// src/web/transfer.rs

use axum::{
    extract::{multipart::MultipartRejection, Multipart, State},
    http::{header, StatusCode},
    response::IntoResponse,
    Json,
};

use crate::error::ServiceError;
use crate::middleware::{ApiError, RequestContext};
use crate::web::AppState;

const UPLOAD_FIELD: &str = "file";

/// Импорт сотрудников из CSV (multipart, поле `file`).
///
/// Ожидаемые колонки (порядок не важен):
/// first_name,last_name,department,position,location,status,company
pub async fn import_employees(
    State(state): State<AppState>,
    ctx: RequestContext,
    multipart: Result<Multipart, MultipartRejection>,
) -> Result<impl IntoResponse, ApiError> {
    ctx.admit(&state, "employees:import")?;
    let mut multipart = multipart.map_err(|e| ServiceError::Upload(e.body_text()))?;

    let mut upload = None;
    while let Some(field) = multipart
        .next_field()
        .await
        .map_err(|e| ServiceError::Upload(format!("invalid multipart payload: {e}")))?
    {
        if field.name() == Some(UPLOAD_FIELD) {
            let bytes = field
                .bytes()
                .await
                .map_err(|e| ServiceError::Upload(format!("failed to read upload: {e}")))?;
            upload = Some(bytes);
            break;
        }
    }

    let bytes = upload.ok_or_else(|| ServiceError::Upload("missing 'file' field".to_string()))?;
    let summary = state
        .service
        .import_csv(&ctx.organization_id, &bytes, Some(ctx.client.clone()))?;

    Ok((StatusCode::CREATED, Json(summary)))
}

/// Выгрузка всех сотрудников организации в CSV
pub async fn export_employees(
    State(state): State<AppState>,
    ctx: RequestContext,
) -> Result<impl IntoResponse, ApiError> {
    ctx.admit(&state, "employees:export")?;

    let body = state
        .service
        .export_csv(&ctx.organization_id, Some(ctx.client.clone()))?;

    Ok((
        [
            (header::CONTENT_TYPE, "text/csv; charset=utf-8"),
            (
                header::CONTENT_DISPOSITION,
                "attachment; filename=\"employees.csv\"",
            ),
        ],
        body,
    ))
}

○ ○ ○ ○

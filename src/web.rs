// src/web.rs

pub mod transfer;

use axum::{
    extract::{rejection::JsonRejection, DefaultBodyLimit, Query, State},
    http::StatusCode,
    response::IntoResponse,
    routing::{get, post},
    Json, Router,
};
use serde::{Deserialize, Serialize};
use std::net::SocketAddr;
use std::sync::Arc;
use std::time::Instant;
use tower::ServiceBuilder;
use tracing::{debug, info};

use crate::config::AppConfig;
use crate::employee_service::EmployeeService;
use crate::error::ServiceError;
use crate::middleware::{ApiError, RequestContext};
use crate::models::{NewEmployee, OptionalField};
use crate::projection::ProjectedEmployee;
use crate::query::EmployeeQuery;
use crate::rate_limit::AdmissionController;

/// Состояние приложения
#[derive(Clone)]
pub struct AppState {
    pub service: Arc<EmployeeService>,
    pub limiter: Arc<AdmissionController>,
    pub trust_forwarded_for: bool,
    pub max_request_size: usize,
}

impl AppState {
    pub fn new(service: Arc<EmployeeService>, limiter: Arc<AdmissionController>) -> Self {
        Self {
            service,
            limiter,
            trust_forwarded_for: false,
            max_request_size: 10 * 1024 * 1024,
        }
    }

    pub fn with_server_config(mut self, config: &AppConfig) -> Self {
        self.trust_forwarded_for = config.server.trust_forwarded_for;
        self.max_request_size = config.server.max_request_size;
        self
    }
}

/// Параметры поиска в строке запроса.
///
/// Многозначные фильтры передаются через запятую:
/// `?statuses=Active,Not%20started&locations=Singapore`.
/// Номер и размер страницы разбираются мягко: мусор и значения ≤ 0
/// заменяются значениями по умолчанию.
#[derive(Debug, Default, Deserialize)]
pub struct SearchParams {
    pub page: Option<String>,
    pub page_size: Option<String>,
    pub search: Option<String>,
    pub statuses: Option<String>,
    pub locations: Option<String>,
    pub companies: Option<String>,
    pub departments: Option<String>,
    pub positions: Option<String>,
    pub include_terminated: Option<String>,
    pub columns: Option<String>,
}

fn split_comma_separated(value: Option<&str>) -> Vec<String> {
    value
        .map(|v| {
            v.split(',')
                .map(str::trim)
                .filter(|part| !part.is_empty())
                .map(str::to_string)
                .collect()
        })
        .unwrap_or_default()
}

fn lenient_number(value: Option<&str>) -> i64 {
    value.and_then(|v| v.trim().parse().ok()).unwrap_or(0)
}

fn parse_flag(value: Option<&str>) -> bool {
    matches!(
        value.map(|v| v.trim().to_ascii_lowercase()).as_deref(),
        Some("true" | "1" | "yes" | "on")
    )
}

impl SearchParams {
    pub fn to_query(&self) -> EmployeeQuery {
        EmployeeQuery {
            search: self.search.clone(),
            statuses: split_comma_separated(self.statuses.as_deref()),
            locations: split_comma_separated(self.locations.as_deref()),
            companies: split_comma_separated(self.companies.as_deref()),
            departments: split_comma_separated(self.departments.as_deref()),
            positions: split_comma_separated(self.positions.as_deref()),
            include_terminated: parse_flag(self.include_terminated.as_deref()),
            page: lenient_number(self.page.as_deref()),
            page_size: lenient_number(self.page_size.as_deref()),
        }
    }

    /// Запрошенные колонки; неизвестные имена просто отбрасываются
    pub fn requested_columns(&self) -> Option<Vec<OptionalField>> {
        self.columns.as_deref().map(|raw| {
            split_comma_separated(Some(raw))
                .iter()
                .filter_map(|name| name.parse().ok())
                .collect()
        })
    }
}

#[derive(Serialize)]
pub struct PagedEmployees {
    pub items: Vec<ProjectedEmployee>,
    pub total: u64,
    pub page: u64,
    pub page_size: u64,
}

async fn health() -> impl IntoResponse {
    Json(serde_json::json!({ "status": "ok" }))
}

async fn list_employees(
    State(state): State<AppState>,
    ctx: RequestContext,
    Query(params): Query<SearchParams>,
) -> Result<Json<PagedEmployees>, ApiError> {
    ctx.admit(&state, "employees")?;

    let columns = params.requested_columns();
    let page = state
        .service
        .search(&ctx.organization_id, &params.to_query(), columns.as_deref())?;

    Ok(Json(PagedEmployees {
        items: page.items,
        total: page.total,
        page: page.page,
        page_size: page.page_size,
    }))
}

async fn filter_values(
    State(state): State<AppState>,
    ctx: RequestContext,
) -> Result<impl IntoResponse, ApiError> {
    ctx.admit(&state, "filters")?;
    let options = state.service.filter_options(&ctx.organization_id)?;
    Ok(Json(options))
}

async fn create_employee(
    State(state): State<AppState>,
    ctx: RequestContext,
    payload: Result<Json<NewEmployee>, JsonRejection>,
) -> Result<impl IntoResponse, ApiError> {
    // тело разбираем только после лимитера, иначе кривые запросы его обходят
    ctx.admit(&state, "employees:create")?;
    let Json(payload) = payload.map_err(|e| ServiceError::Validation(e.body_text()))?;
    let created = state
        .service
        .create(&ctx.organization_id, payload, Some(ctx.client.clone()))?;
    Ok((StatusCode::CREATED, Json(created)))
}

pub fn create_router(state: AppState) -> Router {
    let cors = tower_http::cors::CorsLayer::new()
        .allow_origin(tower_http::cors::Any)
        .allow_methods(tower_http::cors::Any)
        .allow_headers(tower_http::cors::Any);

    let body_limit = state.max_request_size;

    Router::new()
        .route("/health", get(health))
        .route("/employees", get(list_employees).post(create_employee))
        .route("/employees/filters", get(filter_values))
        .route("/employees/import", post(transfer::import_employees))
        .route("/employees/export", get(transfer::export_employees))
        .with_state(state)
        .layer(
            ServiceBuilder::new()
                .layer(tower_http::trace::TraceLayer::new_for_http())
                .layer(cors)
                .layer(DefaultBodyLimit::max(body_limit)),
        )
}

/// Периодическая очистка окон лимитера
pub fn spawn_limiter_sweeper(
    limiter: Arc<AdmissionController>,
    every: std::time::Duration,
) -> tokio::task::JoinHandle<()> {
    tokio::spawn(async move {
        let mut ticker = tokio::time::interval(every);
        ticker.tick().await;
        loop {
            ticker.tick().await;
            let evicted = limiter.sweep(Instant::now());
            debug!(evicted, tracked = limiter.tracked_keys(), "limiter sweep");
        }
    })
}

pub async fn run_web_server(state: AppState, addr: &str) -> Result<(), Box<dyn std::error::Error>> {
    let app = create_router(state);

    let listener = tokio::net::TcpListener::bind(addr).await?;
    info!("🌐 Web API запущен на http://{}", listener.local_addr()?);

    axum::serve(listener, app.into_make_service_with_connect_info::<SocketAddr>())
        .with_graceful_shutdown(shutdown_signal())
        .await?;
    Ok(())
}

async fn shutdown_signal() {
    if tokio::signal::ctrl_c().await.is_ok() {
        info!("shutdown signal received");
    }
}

○ ○ ○ ○

WHAT TO PRODUCE: Whatever else the listing above holds, retype exactly only the lines from the one containing "Ok(Json(options))" to the one containing "let Json(payload) = payload.map_err(|e|", both ends kept.

OUTPUT:
    Ok(Json(options))
}

async fn create_employee(
    State(state): State<AppState>,
    ctx: RequestContext,
    payload: Result<Json<NewEmployee>, JsonRejection>,
) -> Result<impl IntoResponse, ApiError> {
    // тело разбираем только после лимитера, иначе кривые запросы его обходят
    ctx.admit(&state, "employees:create")?;
    let Json(payload) = payload.map_err(|e| ServiceError::Validation(e.body_text()))?;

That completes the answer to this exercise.